O ministro de Obras Públicas e Água de Marrocos, Nizar Baraka, reafirmou a reivindicação de Rabat sobre Ceuta e assegurou que seu país não está disposto a renunciar às suas reivindicações territoriais. Suas declarações ocorrem em um momento de especial tensão com a Espanha após a entrada maciça de migrantes na cidade autônoma no final de julho.
Baraka, que também é secretário-geral do partido Istiqlal, defendeu ao mesmo tempo que a Espanha é um "sócio essencial" para Marrocos, mas deixou claro que essa relação não modifica a posição de Rabat sobre Ceuta. "Não recuaremos nem um único palmo do nosso território nacional", afirmou durante um comício de sua formação.
As palavras de Baraka se somam a outras declarações feitas durante as últimas semanas por responsáveis do Governo marroquino sobre Ceuta e Melilla.
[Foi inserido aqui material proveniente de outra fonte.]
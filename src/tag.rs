use crate::error::NbtError;

/// Tag type discriminant, one byte on the wire.
#[derive(Debug, Clone, Copy, PartialEq, Eq, Hash)]
#[repr(u8)]
pub enum TagId {
    End = 0,
    Byte = 1,
    Short = 2,
    Int = 3,
    Long = 4,
    Float = 5,
    Double = 6,
    ByteArray = 7,
    String = 8,
    List = 9,
    Compound = 10,
    IntArray = 11,
    LongArray = 12,
}

impl TryFrom<u8> for TagId {
    type Error = NbtError;

    fn try_from(value: u8) -> Result<Self, Self::Error> {
        match value {
            0 => Ok(TagId::End),
            1 => Ok(TagId::Byte),
            2 => Ok(TagId::Short),
            3 => Ok(TagId::Int),
            4 => Ok(TagId::Long),
            5 => Ok(TagId::Float),
            6 => Ok(TagId::Double),
            7 => Ok(TagId::ByteArray),
            8 => Ok(TagId::String),
            9 => Ok(TagId::List),
            10 => Ok(TagId::Compound),
            11 => Ok(TagId::IntArray),
            12 => Ok(TagId::LongArray),
            _ => Err(NbtError::InvalidTagId { value }),
        }
    }
}

impl TagId {
    /// Compound and List payloads contain further tags; everything else is
    /// an opaque payload the indexer skips over.
    pub fn is_container(self) -> bool {
        matches!(self, TagId::List | TagId::Compound)
    }
}

/// Decoded tag header. The name borrows from the blob, it is never copied.
#[derive(Debug, Clone, Copy, PartialEq, Eq)]
pub struct TagHeader<'a> {
    pub id: TagId,
    pub name: &'a [u8],
}

impl<'a> TagHeader<'a> {
    pub fn new(id: TagId, name: &'a [u8]) -> TagHeader<'a> {
        TagHeader { id, name }
    }

    /// Number of bytes this header occupies on the wire.
    pub fn encoded_len(&self) -> usize {
        if self.id == TagId::End {
            1
        } else {
            3 + self.name.len()
        }
    }

    /// Re-encodes the header bytes, as used for pattern searches.
    pub fn to_bytes(&self) -> Vec<u8> {
        encode_header(self.id, self.name)
    }

    pub fn to_owned(&self) -> OwnedTagHeader {
        OwnedTagHeader {
            id: self.id,
            name: self.name.to_vec(),
        }
    }
}

/// Tag header with an owned name, for selections and search patterns that
/// outlive any one blob.
#[derive(Debug, Clone, PartialEq, Eq)]
pub struct OwnedTagHeader {
    pub id: TagId,
    pub name: Vec<u8>,
}

impl OwnedTagHeader {
    pub fn new(id: TagId, name: impl Into<Vec<u8>>) -> OwnedTagHeader {
        OwnedTagHeader {
            id,
            name: name.into(),
        }
    }

    pub fn to_bytes(&self) -> Vec<u8> {
        encode_header(self.id, &self.name)
    }

    /// True when `header` carries the same tag id and name.
    pub fn matches(&self, header: &TagHeader<'_>) -> bool {
        self.id == header.id && self.name == header.name
    }
}

fn encode_header(id: TagId, name: &[u8]) -> Vec<u8> {
    if id == TagId::End {
        return vec![0];
    }

    let mut bytes = Vec::with_capacity(3 + name.len());
    bytes.push(id as u8);
    bytes.push(((name.len() >> 8) & 0xff) as u8);
    bytes.push((name.len() & 0xff) as u8);
    bytes.extend_from_slice(name);
    bytes
}

#[cfg(test)]
mod tests {
    use crate::error::NbtError;
    use crate::tag::{OwnedTagHeader, TagHeader, TagId};

    #[test]
    fn test_tag_id_round_trip() {
        for value in 0u8..=12 {
            let id = TagId::try_from(value).unwrap();
            assert_eq!(id as u8, value);
        }
    }

    #[test]
    fn test_tag_id_invalid() {
        match TagId::try_from(13) {
            Err(NbtError::InvalidTagId { value: 13 }) => {}
            other => panic!("Expected `InvalidTagId` but got `{:?}`", other),
        }
    }

    #[test]
    fn test_header_encoding() {
        let header = OwnedTagHeader::new(TagId::Int, "computerID");
        let bytes = header.to_bytes();

        assert_eq!(bytes[0], 3);
        assert_eq!(bytes[1], 0);
        assert_eq!(bytes[2], 10);
        assert_eq!(&bytes[3..], b"computerID");
        assert_eq!(bytes.len(), TagHeader::new(TagId::Int, b"computerID").encoded_len());
    }

    #[test]
    fn test_end_header_is_one_byte() {
        assert_eq!(TagHeader::new(TagId::End, b"").to_bytes(), vec![0]);
        assert_eq!(TagHeader::new(TagId::End, b"").encoded_len(), 1);
    }

    #[test]
    fn test_selection_matches() {
        let selection = OwnedTagHeader::new(TagId::List, "TileEntities");

        assert!(selection.matches(&TagHeader::new(TagId::List, b"TileEntities")));
        assert!(!selection.matches(&TagHeader::new(TagId::List, b"Entities")));
        assert!(!selection.matches(&TagHeader::new(TagId::Compound, b"TileEntities")));
    }
}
O ministro de Assuntos Religiosos, Ahmed Tufiq, chegou a referir-se recentemente à "libertação" de ambas as cidades em um ato realizado na presença do rei Mohamed VI.
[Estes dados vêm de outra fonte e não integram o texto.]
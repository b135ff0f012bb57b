//! Structural queries over voxel-world region storage.
//!
//! A region file packs 32x32 chunks of compressed, tagged binary blobs.
//! This crate reads that container, decodes the tagged format through a
//! zero-copy cursor, and builds a selective structural index so callers
//! can find tags by name, walk back up to their enclosing tile entity,
//! and report world coordinates — without materializing whole blobs.

pub mod error;
pub mod index;
pub mod position;
pub mod provider;
pub mod reader;
pub mod region;
pub mod tag;
pub mod tile;

pub use crate::error::{ChunkReadError, NbtError, RegionOpenError};
pub use crate::index::{build_index, Breadcrumb, EntryId, Index, IndexEntry};
pub use crate::position::{ChunkPos, Coord, RegionPos};
pub use crate::reader::{Reader, Value};
pub use crate::region::{
    decompress_gzip, decompress_zlib, ChunkData, CompressionScheme, RegionReader,
};
pub use crate::tag::{OwnedTagHeader, TagHeader, TagId};
pub use crate::tile::{tile_entities_window, TileEntityDetails};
Sánchez reivindica a soberania de Ceuta e Melilla
As declarações do ministro marroquino ocorreram no mesmo dia em que o presidente do Governo, Pedro Sánchez, compareceu no Congresso para explicar a gestão da crise de Ceuta.
Sánchez defendeu a necessidade de manter uma "política de boa vizinhança com Marrocos", mas situou ao mesmo tempo a soberania de Ceuta e Melilla entre as questões que a Espanha vai defender "sempre". O presidente também pediu prudência na relação com Rabat enquanto continuam as investigações sobre o que ocorreu na fronteira.
Durante sua comparecência, Sánchez revelou ainda que o Governo espanhol havia convocado a embaixadora marroquina, Karima Benyaich, no dia 21 de agosto, após a crise registrada na cidade autônoma.